# WHAT TO WORK ON
Every line from the one with "use rendezvous_proto::id::ConnectionId;" to the one with "let from_text = from.to_string();", including those two, is to be copied exactly; all other lines of the entries below are left out.
Start of Block
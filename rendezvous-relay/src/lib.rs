//! Rendezvous relay library.
//!
//! Exposes the relay server for use in tests and embedding. Clients attach
//! over a WebSocket, join named rooms, and exchange opaque WebRTC negotiation
//! messages (offers, answers, candidates) with the other members of a room.
//! The relay forwards those messages without reading or storing them.

pub mod config;
pub mod registry;
pub mod router;
pub mod server;
#![allow(clippy::unwrap_used)]

//! Property-based codec tests.
//!
//! Uses proptest to verify:
//! 1. Arbitrary text and bytes never cause a panic in `decode` (returns `Err`
//!    gracefully or a valid event).
//! 2. Negotiation payloads of any JSON shape pass through an inbound decode
//!    and an outbound encode unchanged, down to the exact JSON text.

use proptest::prelude::*;
use rendezvous_proto::codec;
use rendezvous_proto::event::{ClientEvent, Payload, ServerEvent, SignalKind};
use rendezvous_proto::id::ConnectionId;
use serde_json::{Value, json};
use uuid::Uuid;

/// Strategy for generating arbitrary JSON values a browser might send as an
/// SDP or candidate payload.
fn arb_json() -> impl Strategy<Value = Value> {
    let leaf = prop_oneof![
        Just(Value::Null),
        any::<bool>().prop_map(Value::Bool),
        any::<i64>().prop_map(|n| json!(n)),
        ".{0,32}".prop_map(Value::String),
    ];
    leaf.prop_recursive(3, 32, 6, |inner| {
        prop_oneof![
            prop::collection::vec(inner.clone(), 0..6).prop_map(Value::Array),
            prop::collection::hash_map("[a-zA-Z]{1,8}", inner, 0..6)
                .prop_map(|m| Value::Object(m.into_iter().collect())),
        ]
    })
}

proptest! {
    #[test]
    fn decode_arbitrary_text_never_panics(text in ".{0,256}") {
        let _ = codec::decode::<ClientEvent>(&text);
    }

    #[test]
    fn decode_arbitrary_bytes_never_panics(bytes in prop::collection::vec(any::<u8>(), 0..256)) {
        let _ = codec::decode_bytes::<ClientEvent>(&bytes);
    }

    #[test]
    fn signal_payload_passes_through_unchanged(
        payload in arb_json(),
        room in ".{0,16}",
        sender in any::<u128>(),
    ) {
        let payload_text = payload.to_string();
        let frame = json!({"event": "offer", "data": {"roomId": room, "sdp": payload}}).to_string();
        let ClientEvent::Offer(signal) = codec::decode::<ClientEvent>(&frame).unwrap() else {
            panic!("expected Offer");
        };
        prop_assert_eq!(signal.room_id.as_str(), room.as_str());
        prop_assert_eq!(signal.sdp.as_json(), payload_text.as_str());

        let from = ConnectionId::from_uuid(Uuid::from_u128(sender));
        let outbound = codec::encode(&SignalKind::Offer.into_event(signal.sdp, from)).unwrap();
        let forwarded: Value = serde_json::from_str(&outbound).unwrap();
        prop_assert_eq!(&forwarded["data"]["sdp"], &payload);
        let from_text = from.to_string();
        prop_assert_eq!(forwarded["data"]["from"].as_str(), Some(from_text.as_str()));

        let decoded: ServerEvent = codec::decode(&outbound).unwrap();
        let expected = Payload::from_json(payload_text).unwrap();
        prop_assert_eq!(decoded, ServerEvent::Offer { sdp: expected, from });
    }

    #[test]
    fn numbers_keep_their_spelling(
        big in "[1-9][0-9]{20,30}",
        frac in "[0-9]{1,6}0",
        keys in prop::collection::vec("[a-z]{1,6}", 1..5),
    ) {
        let fields: Vec<String> = keys
            .iter()
            .rev()
            .enumerate()
            .map(|(i, k)| format!(r#""{k}{i}":{big}.{frac}"#))
            .collect();
        let raw = format!("{{{}}}", fields.join(","));
        let frame = format!(r#"{{"event":"candidate","data":{{"roomId":"r","candidate":{raw}}}}}"#);
        let ClientEvent::Candidate(signal) = codec::decode::<ClientEvent>(&frame).unwrap() else {
            panic!("expected Candidate");
        };

        let from = ConnectionId::from_uuid(Uuid::from_u128(1));
        let outbound = codec::encode(&SignalKind::Candidate.into_event(signal.candidate, from)).unwrap();
        prop_assert!(outbound.contains(&raw), "payload rewritten: {}", outbound);
    }
}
End of Block
# RESPONSE AREA
use rendezvous_proto::id::ConnectionId;
use serde_json::{Value, json};
use uuid::Uuid;

/// Strategy for generating arbitrary JSON values a browser might send as an
/// SDP or candidate payload.
fn arb_json() -> impl Strategy<Value = Value> {
    let leaf = prop_oneof![
        Just(Value::Null),
        any::<bool>().prop_map(Value::Bool),
        any::<i64>().prop_map(|n| json!(n)),
        ".{0,32}".prop_map(Value::String),
    ];
    leaf.prop_recursive(3, 32, 6, |inner| {
        prop_oneof![
            prop::collection::vec(inner.clone(), 0..6).prop_map(Value::Array),
            prop::collection::hash_map("[a-zA-Z]{1,8}", inner, 0..6)
                .prop_map(|m| Value::Object(m.into_iter().collect())),
        ]
    })
}

proptest! {
    #[test]
    fn decode_arbitrary_text_never_panics(text in ".{0,256}") {
        let _ = codec::decode::<ClientEvent>(&text);
    }

    #[test]
    fn decode_arbitrary_bytes_never_panics(bytes in prop::collection::vec(any::<u8>(), 0..256)) {
        let _ = codec::decode_bytes::<ClientEvent>(&bytes);
    }

    #[test]
    fn signal_payload_passes_through_unchanged(
        payload in arb_json(),
        room in ".{0,16}",
        sender in any::<u128>(),
    ) {
        let payload_text = payload.to_string();
        let frame = json!({"event": "offer", "data": {"roomId": room, "sdp": payload}}).to_string();
        let ClientEvent::Offer(signal) = codec::decode::<ClientEvent>(&frame).unwrap() else {
            panic!("expected Offer");
        };
        prop_assert_eq!(signal.room_id.as_str(), room.as_str());
        prop_assert_eq!(signal.sdp.as_json(), payload_text.as_str());

        let from = ConnectionId::from_uuid(Uuid::from_u128(sender));
        let outbound = codec::encode(&SignalKind::Offer.into_event(signal.sdp, from)).unwrap();
        let forwarded: Value = serde_json::from_str(&outbound).unwrap();
        prop_assert_eq!(&forwarded["data"]["sdp"], &payload);
        let from_text = from.to_string();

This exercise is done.